- Exercise details -
Only lines holding the string "hasher" are wanted; copy each one from the material.
════════════════
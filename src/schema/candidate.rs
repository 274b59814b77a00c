//! Data model for candidates moving through the admission pipeline.

use std::collections::BTreeMap;

use chrono::{DateTime, Utc};
use serde::{Deserialize, Serialize};
use sha2::{Digest, Sha256};

/// A point in parameter space produced by the generator.
#[derive(Debug, Clone, Serialize, Deserialize, PartialEq)]
pub struct Genome {
    /// Unique identifier within the run.
    pub id: u64,
    /// Generation this genome was created in.
    pub generation: u32,
    /// Parameter values, keyed by name.
    pub params: BTreeMap<String, f64>,
    /// Parent genome ids. Empty for sampled genomes, two for crossover
    /// offspring.
    pub parent_ids: Vec<u64>,
    /// Combined score once judged. `None` until then.
    pub fitness: Option<f64>,
}

/// Immutable measurement produced by one evaluator invocation.
#[derive(Debug, Clone, Serialize, Deserialize)]
pub struct EvaluationResult {
    /// Genome the measurement belongs to.
    pub genome_id: u64,
    /// Raw metric values, keyed by name.
    pub raw_metrics: BTreeMap<String, f64>,
    /// Optional text output for output-space diversity.
    #[serde(default, skip_serializing_if = "Option::is_none")]
    pub transcript: Option<String>,
    /// When the evaluation completed.
    pub timestamp: DateTime<Utc>,
}

/// A judged candidate ready for gating.
#[derive(Debug, Clone, Serialize, Deserialize)]
pub struct ScoredCandidate {
    /// Genome the score belongs to.
    pub genome_id: u64,
    /// Persistence key for this candidate's pack.
    pub run_id: String,
    /// Weighted combined score in [0, 1].
    pub normalized_score: f64,
    /// Per-metric contributions.
    pub metric_breakdown: Vec<MetricScore>,
    /// Content hash of the judge configuration that produced the score.
    pub judge_version: String,
}

/// Per-metric contribution to the combined score.
#[derive(Debug, Clone, Serialize, Deserialize)]
pub struct MetricScore {
    /// Metric name.
    pub name: String,
    /// Raw value as reported by the evaluator.
    pub raw: f64,
    /// Normalized score in [0, 1].
    pub score: f64,
    /// Weight in the combined score.
    pub weight: f64,
    /// Weighted contribution.
    pub weighted: f64,
}

/// Terminal admission state of a candidate.
#[derive(Debug, Clone, Copy, Serialize, Deserialize, PartialEq, Eq)]
#[serde(rename_all = "SCREAMING_SNAKE_CASE")]
pub enum Decision {
    Admitted,
    HardFailed,
    ScoreRejected,
    DriftRejected,
    DiversityRejected,
}

/// Admission gates, in evaluation order.
#[derive(Debug, Clone, Copy, Serialize, Deserialize, PartialEq, Eq)]
#[serde(rename_all = "SCREAMING_SNAKE_CASE")]
pub enum GateName {
    HardConstraint,
    Score,
    Drift,
    Diversity,
}

/// One gate evaluation in a candidate's trace.
#[derive(Debug, Clone, Copy, Serialize, Deserialize, PartialEq, Eq)]
pub struct GateCheck {
    /// Which gate ran.
    pub gate: GateName,
    /// Whether the candidate passed it.
    pub passed: bool,
}

/// Outcome of gating one candidate.
///
/// The trace lists only the gates that actually ran; a rejection
/// truncates it at the gate that fired.
#[derive(Debug, Clone, Serialize, Deserialize, PartialEq, Eq)]
pub struct AdmissionDecision {
    /// Genome the decision applies to.
    pub candidate_id: u64,
    /// Terminal state.
    pub decision: Decision,
    /// Gates evaluated, in order.
    pub gate_trace: Vec<GateCheck>,
    /// Human-readable causes. Empty for admitted candidates.
    pub reasons: Vec<String>,
}

/// Rolling EMA anchor for one metric.
#[derive(Debug, Clone, Serialize, Deserialize, PartialEq)]
pub struct AnchorEntry {
    /// Exponential moving average of the metric.
    pub mean: f64,
    /// Run that last moved this anchor.
    pub reference_run_id: String,
    /// When the anchor last moved.
    pub timestamp: DateTime<Utc>,
}

/// Baseline anchors, keyed by metric name.
pub type BaselineAnchor = BTreeMap<String, AnchorEntry>;

/// Append-only audit artifact for one gated candidate.
#[derive(Debug, Clone, Serialize, Deserialize, PartialEq)]
pub struct CandidatePack {
    /// Persistence key, unique per candidate.
    pub run_id: String,
    /// Pipeline invocation the candidate belongs to.
    pub episode_id: String,
    /// Generation index.
    pub generation: u32,
    /// Genome id.
    pub genome_id: u64,
    /// Parent genome ids.
    pub parent_ids: Vec<u64>,
    /// Parameter values.
    pub params: BTreeMap<String, f64>,
    /// Raw metrics from the evaluator.
    pub raw_metrics: BTreeMap<String, f64>,
    /// Weighted combined score.
    pub normalized_score: f64,
    /// Gates evaluated, in order.
    pub gate_trace: Vec<GateCheck>,
    /// Terminal state.
    pub decision: Decision,
    /// Content hash of the generator configuration.
    pub generator_sha: String,
    /// Content hash of the judge configuration.
    pub judge_sha: String,
    /// When the decision was made.
    pub timestamp: DateTime<Utc>,
}

/// SHA-256 hex digest of a value's JSON encoding.
///
/// Map-valued fields serialize in key order, so the digest is stable
/// across runs for identical content.
pub fn content_sha<T: Serialize>(value: &T) -> Result<String, serde_json::Error> {
    let json = serde_json::to_vec(value)?;
    let mut hasher = Sha256::new();
    hasher.update(&json);
    Ok(format!("{:x}", hasher.finalize()))
}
════════════════
- Task response -
    let mut hasher = Sha256::new();
    hasher.update(&json);
    Ok(format!("{:x}", hasher.finalize()))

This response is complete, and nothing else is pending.